因幡屋ぶろぐ

劇評かわら版「因幡屋通信」主宰
宮本起代子による幸せの観劇記録。
舞台の印象をより的確により豊かに記せますよう・・・

『神様の夜 Cプロ 魅せられる』

2007-07-15 | 舞台
*読本 川上弘美 「春立つ」「離さない」 公演は15日で終了 
 今夜も雨の恵比寿、しかも台風接近中。いよいよ『神様の夜』最終プログラムとなった。ふたつの読本をつなぐのは、失恋した娘リョウとその父、娘の友だちによる「魅せられる」である。父娘はDプロの「さようなら」と同じ配役で(志賀廣太郎、後藤飛鳥)、しかしDでは幸せが弾けるようだった娘が今夜は一変、自分のもとを去った恋人(Dプロの三浦友之)が忘れられず、恋い焦がれている。もし順番通りC→Dとみていたら、少し印象が変ったかもしれない。

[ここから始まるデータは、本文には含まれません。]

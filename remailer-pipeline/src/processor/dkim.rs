use remailer_common::Mail;
use remailer_dkim::{DkimSigner, SelectorConfig};
use serde::Deserialize;
use serde_yaml::Value;

use super::Processor;
use crate::{
    Result,
    stage::{Stage, parse_args},
};

#[derive(Debug, Default, Deserialize)]
#[serde(default, rename_all = "kebab-case")]
struct DkimArgs {
    selectors: Vec<SelectorConfig>,
    catchall_separator: Option<String>,
}

/// Adds a `DKIM-Signature` for every selector of the sender's domain.
///
/// Keys are loaded once in `init`; a bad key fails the whole chain.
#[derive(Debug, Default)]
pub struct Dkim {
    signer: Option<DkimSigner>,
}

impl Dkim {
    pub const NAME: &'static str = "dkim";

    pub const fn new(signer: DkimSigner) -> Self {
        Self {
            signer: Some(signer),
        }
    }
}

impl Stage for Dkim {
    fn name(&self) -> &'static str {
        Self::NAME
    }

    fn init(&mut self, args: &Value) -> Result<()> {
        let args: DkimArgs = parse_args(Self::NAME, args)?;

        let mut signer = DkimSigner::new(args.selectors)?;
        if let Some(separator) = args.catchall_separator {
            signer = signer.with_catchall_separator(separator);
        }

        self.signer = Some(signer);
        Ok(())
    }
}

impl Processor for Dkim {
    fn process(&self, mail: &mut Mail) -> Result<()> {
        let Some(signer) = &self.signer else {
            return Ok(());
        };

        let signed = signer.sign(mail)?;
        tracing::debug!(unit = %mail.id, signatures = signed, "DKIM signed");
        Ok(())
    }
}
//! Error types for the SMTP client.

use std::io;

use remailer_common::ErrorKind;
use thiserror::Error;

#[derive(Error, Debug)]
pub enum ClientError {
    /// The TCP connection could not be established.
    #[error("Failed to connect to {addr}: {source}")]
    Connect { addr: String, source: io::Error },

    #[error("IO error: {0}")]
    Io(#[from] io::Error),

    /// The server sent something that is not an SMTP reply.
    #[error("Failed to parse SMTP response: {0}")]
    Parse(String),

    #[error("TLS error: {0}")]
    Tls(String),

    #[error("Connection closed unexpectedly")]
    ConnectionClosed,
}

impl ClientError {
    pub const fn kind(&self) -> ErrorKind {
        match self {
            Self::Connect { .. } | Self::Tls(_) => ErrorKind::SmtpConnection,
            Self::Io(_) | Self::Parse(_) | Self::ConnectionClosed => ErrorKind::MailDelivery,
        }
    }
}

pub type Result<T> = std::result::Result<T, ClientError>;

 「春立つ」は、猫屋という飲み屋の女あるじカナエさん(麻生美代子)の昔の恋の話。昔のカナエさんをリョウ役の後藤飛鳥が、カナエさんの恋人をリョウの恋人はるお役の三浦友之が演じ、「魅せられる」とのゆるい連なりを示す。地の文を読むのは志賀廣太郎。地の文と現在のカナエさん、若いころのカナエさんの台詞の配分、聞かせ方が絶妙である。店の常連である「わたし」(原田砂穂)は、「魅せられる」ではリョウの友達としても登場。随分お酒のみで、ややがさつなキャラに作ってあるが、友達を思う気持ちとずっこけた味わいの混じり具合がとてもおもしろい。

 終幕、ようやく立ち直りかけたリョウが本を開き、詩を読む。「まだ見ぬあなたへ」である。読み始めると後ろのカーテンが開き、ABプロのハジメ(窪田道聡)が姿を現す。ああ、こうしてすべての物語がつながっていくのだとため息がでた。もっとも今夜のCプロを初めてみた同道の家族は「恋人のはるくんだ」と思ったらしいが。桑原裕子の構成、脚色の手腕はもちろんだが、カンパニーぜんたいが原作を信頼し、心から大切に思っていることが伝わってくる。自分は以前から小説の『神様』が好きだったけれど、この4回の恵比寿通いでますます好きになった。

 舞台で本を読む行為について、もっと考えてみたい。今回はいわゆる「本」(小説)であるが、自分がずっとこだわっていた「戯曲」を読むということについても。